The Color Run Warsaw
Czyli kolorowy bieg. Jednak słowo bieg też można wziąć w
cudzysłów. Podczas Color Run nożna biec jednak nie trzeba, najważniejsze podczas tej imprezy to dobra zabawa. Ile osób biorących udział tyle pomysłów.
 |
Medal The Color Run Warszawa 2018 |
O co chodzi?
W Color Run oficjalnie nie ścigamy się z czasem, nie ma
pomiaru czasu, nie ma nagród za pierwsze miejsce, nie ma również atestowanej
trasy. W zamian za punkty pomiaru czasu są punkty poprawiania humoru. Tu
najważniejsze jest dobrze się bawić i być jak najbardziej kolorowym. Najszczęśliwsze
pięć kilometrów.
 |
The Color Run 2018 |
Od początku.
Zapisując się na pierwszy bieg The Color Run krzywiłam się
bardzo. Drogi pakiet, brak pomiaru czasu, brak atestu, brak koszulki
technicznej. Po pierwszym zapisałam się na
drugi,
trzeci i
czwarty.
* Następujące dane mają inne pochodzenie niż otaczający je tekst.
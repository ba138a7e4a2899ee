//! CAPTURE CLI - Command-line interface
//!
//! Commands:
//! - play: Play a single game and print the outcome
//! - bench: Play a batch of games between two teams

mod bench_cmd;
mod play_cmd;
mod team;

use clap::{Parser, Subcommand};
use tracing_subscriber::EnvFilter;

#[derive(Parser)]
#[command(name = "capture")]
#[command(about = "Adversarial search agents for two-team capture-the-flag mazes")]
struct Cli {
    /// Seed for reproducible runs (random when omitted)
    #[arg(long, global = true)]
    seed: Option<u64>,

    #[command(subcommand)]
    command: Commands,
}

#[derive(Subcommand)]
enum Commands {
    /// Play a single game
    Play(play_cmd::PlayArgs),
    /// Play many games between two teams
    Bench(bench_cmd::BenchArgs),
}

fn main() -> anyhow::Result<()> {
    tracing_subscriber::fmt()
        .with_env_filter(EnvFilter::try_from_default_env().unwrap_or_else(|_| EnvFilter::new("info")))
        .with_writer(std::io::stderr)
        .init();

    let cli = Cli::parse();
    let seed = cli.seed.unwrap_or_else(rand::random);

    match cli.command {
        Commands::Play(args) => play_cmd::run(args, seed),
        Commands::Bench(args) => bench_cmd::run(args, seed),
    }
}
Na kolejny
The Color Run w Warszawie też się zapiszę i nie pytam się o cenę. Czasem można,
a nawet trzeba się zwyczajnie zabawić i poczuć się jak małe dziecko.
Drugą edycję "biegłam" będąc w ciąży,
trzecią z kilku miesięczną Dianą i
teraz czwartą z prawie dwu letnią dziewczyną. Bieg dla każdego, kto chce się
pobawić. W pakiecie standardowym jest numer startowy, kolorowy proszek,
tatuaże, w tym roku był jeszcze buff, a na mecie każdy dostaje medal.
 |
The Color Run 2018 |
Start.
Tegoroczny The Color Run odbywał się w niedzielę 17.06.2018
na Błoniach Stadionu Narodowego (lokalizacja i trasa prawie identyczna jak w
poprzednich latach). Mimo, że start był na Błoniach podobnie jak wiele innych
biegów można było tu również bez problemu zaparkować, co uważam za duży plus.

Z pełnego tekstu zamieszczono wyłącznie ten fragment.